人を襲ってすぐテレポートで逃げる!遠くにテレポートするので当然アリバイは万全!そんな完全犯罪を実現するテレポート装置を好き勝手利用して個人的な復讐をしまくる元兵長のお話。テレポート装置使ってない時でも、ジェイソン並みに神出鬼没なのが凄い!

『美女と液体人間』に続く東宝変身人間シリーズの2作目。東宝にとってドル箱だった円谷英二特撮を売りに、新鋭の福田監督による新路線を模索する意図で製作されたSFサスペンス。変身人間と標榜されてはいるけれど、実際には変身などせず、テレポート機能で遠隔から「電送」されてきた殺人鬼が人々を抹殺していくといった内容。

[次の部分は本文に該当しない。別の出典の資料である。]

//! Transition history and status reports shared by firmware and host tooling.
//!
//! Nothing here logs directly; firmware mirrors these records to defmt and the
//! emulator prints them, each using its own sink.

use core::fmt;

use heapless::{HistoryBuf, OldestOrdered};

use crate::capture::CaptureCounters;
use crate::classifier::CommandState;
use crate::clock::Millis;
use crate::validator::{SignalStatus, ValidatedSignal};

/// Number of transitions retained.
pub const TRANSITION_HISTORY: usize = 16;

/// A classified-state change observed by the controller.
#[derive(Copy, Clone, Debug, Eq, PartialEq)]
pub struct Transition {
    pub at: Millis,
    pub from: CommandState,
    pub to: CommandState,
    /// Width that caused the change, `None` when the signal was lost.
    pub width_us: Option<u16>,
}

impl fmt::Display for Transition {
    fn fmt(&self, f: &mut fmt::Formatter<'_>) -> fmt::Result {
        write!(f, "t={} {} -> {}", self.at, self.from, self.to)?;
        match self.width_us {
            Some(width) => write!(f, " width={width}us"),
            None => f.write_str(" width=-"),
        }
    }
}

/// Fixed-capacity ring of the most recent transitions.
pub struct TransitionLog {
    ring: HistoryBuf<Transition, TRANSITION_HISTORY>,
}

impl TransitionLog {
    #[must_use]
    pub const fn new() -> Self {
        Self {
            ring: HistoryBuf::new(),
        }
    }

    pub fn record(&mut self, transition: Transition) {
        self.ring.write(transition);
    }

    #[must_use]
    pub fn latest(&self) -> Option<&Transition> {
        self.ring.recent()
    }

    #[must_use]
    pub fn len(&self) -> usize {
        self.ring.len()
    }

    #[must_use]
    pub fn is_empty(&self) -> bool {
        self.ring.len() == 0
    }

    /// Transitions in chronological order.
    #[must_use]
    pub fn oldest_first(&self) -> OldestOrdered<'_, Transition> {
        self.ring.oldest_ordered()
    }
}

impl Default for TransitionLog {
    fn default() -> Self {
        Self::new()
    }
}

/// One-line summary of the decoder, emitted on the status grid.
#[derive(Copy, Clone, Debug, Eq, PartialEq)]
pub struct StatusReport {
    pub now: Millis,
    pub width_us: Option<u16>,
    pub age_ms: Option<u32>,
    pub status: SignalStatus,
    pub state: CommandState,
    pub counters: CaptureCounters,
}

impl StatusReport {
    #[must_use]
    pub const fn new(
        now: Millis,
        signal: &ValidatedSignal,
        state: CommandState,
        counters: CaptureCounters,
    ) -> Self {
        Self {
            now,
            width_us: signal.width_us,
            age_ms: signal.age_ms,
            status: signal.status,
            state,
            counters,
        }
    }
}

impl fmt::Display for StatusReport {
    fn fmt(&self, f: &mut fmt::Formatter<'_>) -> fmt::Result {
        f.write_str("rc")?;
        match self.width_us {
            Some(width) => write!(f, " width={width}us")?,
            None => f.write_str(" width=-")?,
        }
        write!(f, " status={} state={}", self.status, self.state)?;
        match self.age_ms {
            Some(age) => write!(f, " age={age}ms")?,
            None => f.write_str(" age=-")?,
        }
        write!(
            f,
            " ok={} rej={}",
            self.counters.published, self.counters.rejected
        )
    }
}

#[cfg(test)]
mod tests {
    use super::*;
    use std::string::ToString;

    #[test]
    fn history_keeps_the_most_recent_entries() {
        let mut log = TransitionLog::new();
        for step in 0..20u32 {
            log.record(Transition {
                at: Millis(step),
                from: CommandState::Neutral,
                to: CommandState::High,
                width_us: Some(1_800),
            });
        }
        assert_eq!(log.len(), TRANSITION_HISTORY);
        assert_eq!(log.oldest_first().next().map(|t| t.at), Some(Millis(4)));
        assert_eq!(log.latest().map(|t| t.at), Some(Millis(19)));
    }

    #[test]
    fn status_report_renders_one_line() {
        let signal = ValidatedSignal {
            width_us: Some(1_800),
            age_ms: Some(4),
            status: SignalStatus::Valid,
        };
        let report = StatusReport::new(
            Millis(1_000),
            &signal,
            CommandState::High,
            CaptureCounters {
                published: 120,
                rejected: 2,
            },
        );
        assert_eq!(
            report.to_string(),
            "rc width=1800us status=valid state=HIGH age=4ms ok=120 rej=2"
        );

        let report = StatusReport::new(
            Millis(0),
            &ValidatedSignal::NONE,
            CommandState::Neutral,
            CaptureCounters::default(),
        );
        assert_eq!(
            report.to_string(),
            "rc width=- status=no-signal state=NEUTRAL age=- ok=0 rej=0"
        );
    }
}
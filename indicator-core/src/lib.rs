#![cfg_attr(not(test), no_std)]

// Portable logic for the RC pulse indicator.
//
// Everything here runs the same on the STM32 firmware and on host tooling:
// time is passed in explicitly, hardware sits behind small traits, and the only
// state shared with interrupt context lives in `capture::SampleCell`.

pub mod blink;
pub mod capture;
pub mod classifier;
pub mod clock;
pub mod config;
pub mod console;
pub mod controller;
pub mod grid;
pub mod led;
pub mod liveness;
pub mod safe_mode;
pub mod telemetry;
pub mod validator;
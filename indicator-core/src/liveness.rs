//! Watchdog heartbeat fed from the control loop.

use crate::clock::Millis;
use crate::grid::{GridError, PeriodicGrid};

/// "Still alive" signal towards an external watchdog.
pub trait Heartbeat {
    fn beat(&mut self);
}

/// Feeds a [`Heartbeat`] on a fixed grid, independent of RC state.
pub struct LivenessFeeder<H: Heartbeat> {
    grid: PeriodicGrid,
    heartbeat: H,
    beats: u32,
}

impl<H: Heartbeat> LivenessFeeder<H> {
    /// Beats immediately and then every `period_ms` after `now`.
    ///
    /// # Errors
    ///
    /// [`GridError::ZeroPeriod`] when `period_ms` is zero.
    pub fn new(mut heartbeat: H, now: Millis, period_ms: u32) -> Result<Self, GridError> {
        let grid = PeriodicGrid::new(now, period_ms)?;
        heartbeat.beat();
        Ok(Self {
            grid,
            heartbeat,
            beats: 1,
        })
    }

    /// Beats if the next grid point has passed. Returns `true` when it did.
    pub fn poll(&mut self, now: Millis) -> bool {
        if !self.grid.poll(now) {
            return false;
        }
        self.heartbeat.beat();
        self.beats = self.beats.wrapping_add(1);
        true
    }

    #[must_use]
    pub const fn beats(&self) -> u32 {
        self.beats
    }

    #[must_use]
    pub const fn heartbeat(&self) -> &H {
        &self.heartbeat
    }
}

殺人鬼は終戦時に死んだとされた須藤兵長。戦争のために国民から徴収した金を敗戦のどさくさに紛れて横領しようとした上官に反抗したがために殺害されるのだけど、実は兵長は生きていて、人間をテレポートさせる電送装置を駆使しかつての上官たちを標的に復讐を開始する。

須藤兵長を演じた中丸忠雄の不気味な表情が印象的で、闇を纏った映像表現がその場にいるべきではない異物感を強調している。更にはテレビの走査線のようなものを須藤兵長に重ねた特撮がその異物感を助長し、実体があるのに実体のない、そんな微妙な存在である彼を的確に表現している。

本作は電装装置により空間を跨いでの往来を描いたSFではあるのだけど、それと同時にこの世とあの世の往来を根底に置いた作品としても受け取れるところに面白さがあるように思う。須藤兵長は、自身の復讐というパーソナルな行動動機を持った人物として描かれつつも、国民を虐げ踏みにじった存在に対する復讐者としての性質も併せ持つ。国のために自身を犠牲にし尽くすことを強要された人々の総意を代弁するキャラクターとして彼は君臨し、あの世へと送られ沈黙せざるを得なかった無念の表象としてあの世から電送されたのだという、表面的な物語の裏に隠された意図を読み取れる。

そう考えるのならば、本作は怪談とSFのミックスを成し遂げた意欲作であり、更にはあの世とこの世の狭間の存在にまで思いを巡らさせることで観客をより深淵の恐怖へと突き落とす古典的なSF小説のような嫌な読後感に似た感情を巻き起こし幕を閉じる。前作『美女と液体人間』からは、戦争の風化を危惧する嘆きにも似た感情を感じたけれど、本作からもどちらに転ぶのかその狭間にいる人々への警鐘の意図を感じた。

東宝変身人間シリーズは、『ガス人間第一号』が間違いなく最高傑作であるけれど、本作も負けず劣らずな良い作品であると思った。